Collected data
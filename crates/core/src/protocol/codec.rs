//! Pipe-delimited codec for terminal messages
//!
//! The protocol is positional: fields carry meaning by index, not by name,
//! and no escaping of `|` inside a field is supported.

use crate::types::Frame;

/// Frame codec for encoding/decoding wire lines
pub struct FrameCodec;

impl FrameCodec {
    /// Encode fields into one wire line
    ///
    /// Joins fields with `|`. No terminator is appended; callers include
    /// the trailing `\n` themselves.
    pub fn encode(fields: &[&str]) -> String {
        fields.join("|")
    }

    /// Decode one inbound chunk into a Frame
    ///
    /// The chunk is treated as a single text line (the protocol is ASCII;
    /// anything else is replaced lossily) and split on `|`. The last field
    /// keeps whatever terminator the peer sent. An empty chunk decodes to
    /// an empty frame.
    pub fn decode(buf: &[u8]) -> Frame {
        if buf.is_empty() {
            return Frame::default();
        }

        let text = String::from_utf8_lossy(buf);
        Frame::new(text.split('|').map(str::to_string).collect())
    }
}
//! Nonce generation for authorization commands
//!
//! Each AUTH command carries an 8-byte nonce, hex-encoded on the wire. The
//! nonce is generated but never verified on this side; uniqueness checking
//! is entirely the remote terminal's concern, so this is not a
//! replay-protection mechanism.

use rand::rngs::StdRng;
use rand::{Rng, SeedableRng};

/// Nonce size in bytes
pub const NONCE_SIZE: usize = 8;

/// An 8-byte authorization nonce
#[derive(Debug, Clone, Copy, PartialEq, Eq)]
pub struct Nonce([u8; NONCE_SIZE]);

impl Nonce {
    pub fn from_bytes(bytes: [u8; NONCE_SIZE]) -> Self {
        Self(bytes)
    }

    /// Export as a 16-character lowercase hex string
    pub fn to_hex(&self) -> String {
        self.0.iter().map(|b| format!("{:02x}", b)).collect()
    }

    pub fn as_bytes(&self) -> &[u8; NONCE_SIZE] {
        &self.0
    }
}

/// Source of nonces for a session
///
/// Injected into the session so tests can supply a deterministic double.
pub trait NonceSource {
    fn next_nonce(&mut self) -> Nonce;
}

/// Process-scoped PRNG source
///
/// Seeded once from OS entropy at construction and owned for the process
/// lifetime; never re-seeded per authorization.
pub struct StdNonceSource {
    rng: StdRng,
}

impl StdNonceSource {
    pub fn new() -> Self {
        Self {
            rng: StdRng::from_entropy(),
        }
    }
}

impl Default for StdNonceSource {
    fn default() -> Self {
        Self::new()
    }
}

impl NonceSource for StdNonceSource {
    fn next_nonce(&mut self) -> Nonce {
        let mut bytes = [0u8; NONCE_SIZE];
        self.rng.fill(&mut bytes);
        Nonce(bytes)
    }
}

/// Fixed source returning the same nonce every time, for deterministic tests
pub struct FixedNonceSource {
    bytes: [u8; NONCE_SIZE],
}

impl FixedNonceSource {
    pub fn new(bytes: [u8; NONCE_SIZE]) -> Self {
        Self { bytes }
    }
}

impl NonceSource for FixedNonceSource {
    fn next_nonce(&mut self) -> Nonce {
        Nonce(self.bytes)
    }
}

#[cfg(test)]
mod tests {
    use super::*;

    #[test]
    fn test_nonce_hex_length() {
        let mut source = StdNonceSource::new();
        let nonce = source.next_nonce();
        assert_eq!(nonce.to_hex().len(), NONCE_SIZE * 2);
    }

    #[test]
    fn test_nonce_hex_lowercase() {
        let nonce = Nonce::from_bytes([0xAB, 0xCD, 0xEF, 0x01, 0x23, 0x45, 0x67, 0x89]);
        assert_eq!(nonce.to_hex(), "abcdef0123456789");
    }

    #[test]
    fn test_nonces_differ_across_draws() {
        let mut source = StdNonceSource::new();
        let a = source.next_nonce();
        let b = source.next_nonce();
        assert_ne!(a, b, "consecutive nonces should not repeat");
    }

    #[test]
    fn test_fixed_source_is_deterministic() {
        let mut source = FixedNonceSource::new([1, 2, 3, 4, 5, 6, 7, 8]);
        assert_eq!(source.next_nonce(), source.next_nonce());
        assert_eq!(source.next_nonce().to_hex(), "0102030405060708");
    }
}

How to complete this task
Your task is to repeat the data exactly, with nothing left out.

Finished exercise
filename crates/core/src/protocol/codec.rs
//! Pipe-delimited codec for terminal messages
//!
//! The protocol is positional: fields carry meaning by index, not by name,
//! and no escaping of `|` inside a field is supported.

use crate::types::Frame;

/// Frame codec for encoding/decoding wire lines
pub struct FrameCodec;

impl FrameCodec {
    /// Encode fields into one wire line
    ///
    /// Joins fields with `|`. No terminator is appended; callers include
    /// the trailing `\n` themselves.
    pub fn encode(fields: &[&str]) -> String {
        fields.join("|")
    }

    /// Decode one inbound chunk into a Frame
    ///
    /// The chunk is treated as a single text line (the protocol is ASCII;
    /// anything else is replaced lossily) and split on `|`. The last field
    /// keeps whatever terminator the peer sent. An empty chunk decodes to
    /// an empty frame.
    pub fn decode(buf: &[u8]) -> Frame {
        if buf.is_empty() {
            return Frame::default();
        }

        let text = String::from_utf8_lossy(buf);
        Frame::new(text.split('|').map(str::to_string).collect())
    }
}
//! Nonce generation for authorization commands
//!
//! Each AUTH command carries an 8-byte nonce, hex-encoded on the wire. The
//! nonce is generated but never verified on this side; uniqueness checking
//! is entirely the remote terminal's concern, so this is not a
//! replay-protection mechanism.

use rand::rngs::StdRng;
use rand::{Rng, SeedableRng};

/// Nonce size in bytes
pub const NONCE_SIZE: usize = 8;

/// An 8-byte authorization nonce
#[derive(Debug, Clone, Copy, PartialEq, Eq)]
pub struct Nonce([u8; NONCE_SIZE]);

impl Nonce {
    pub fn from_bytes(bytes: [u8; NONCE_SIZE]) -> Self {
        Self(bytes)
    }

    /// Export as a 16-character lowercase hex string
    pub fn to_hex(&self) -> String {
        self.0.iter().map(|b| format!("{:02x}", b)).collect()
    }

    pub fn as_bytes(&self) -> &[u8; NONCE_SIZE] {
        &self.0
    }
}

/// Source of nonces for a session
///
/// Injected into the session so tests can supply a deterministic double.
pub trait NonceSource {
    fn next_nonce(&mut self) -> Nonce;
}

/// Process-scoped PRNG source
///
/// Seeded once from OS entropy at construction and owned for the process
/// lifetime; never re-seeded per authorization.
pub struct StdNonceSource {
    rng: StdRng,
}

impl StdNonceSource {
    pub fn new() -> Self {
        Self {
            rng: StdRng::from_entropy(),
        }
    }
}

impl Default for StdNonceSource {
    fn default() -> Self {
        Self::new()
    }
}

impl NonceSource for StdNonceSource {
    fn next_nonce(&mut self) -> Nonce {
        let mut bytes = [0u8; NONCE_SIZE];
        self.rng.fill(&mut bytes);
        Nonce(bytes)
    }
}

/// Fixed source returning the same nonce every time, for deterministic tests
pub struct FixedNonceSource {
    bytes: [u8; NONCE_SIZE],
}

impl FixedNonceSource {
    pub fn new(bytes: [u8; NONCE_SIZE]) -> Self {
        Self { bytes }
    }
}

impl NonceSource for FixedNonceSource {
    fn next_nonce(&mut self) -> Nonce {
        Nonce(self.bytes)
    }
}

#[cfg(test)]
mod tests {
    use super::*;

    #[test]
    fn test_nonce_hex_length() {
        let mut source = StdNonceSource::new();
        let nonce = source.next_nonce();
        assert_eq!(nonce.to_hex().len(), NONCE_SIZE * 2);
    }

    #[test]
    fn test_nonce_hex_lowercase() {
        let nonce = Nonce::from_bytes([0xAB, 0xCD, 0xEF, 0x01, 0x23, 0x45, 0x67, 0x89]);
        assert_eq!(nonce.to_hex(), "abcdef0123456789");
    }

    #[test]
    fn test_nonces_differ_across_draws() {
        let mut source = StdNonceSource::new();
        let a = source.next_nonce();
        let b = source.next_nonce();
        assert_ne!(a, b, "consecutive nonces should not repeat");
    }

    #[test]
    fn test_fixed_source_is_deterministic() {
        let mut source = FixedNonceSource::new([1, 2, 3, 4, 5, 6, 7, 8]);
        assert_eq!(source.next_nonce(), source.next_nonce());
        assert_eq!(source.next_nonce().to_hex(), "0102030405060708");
    }
}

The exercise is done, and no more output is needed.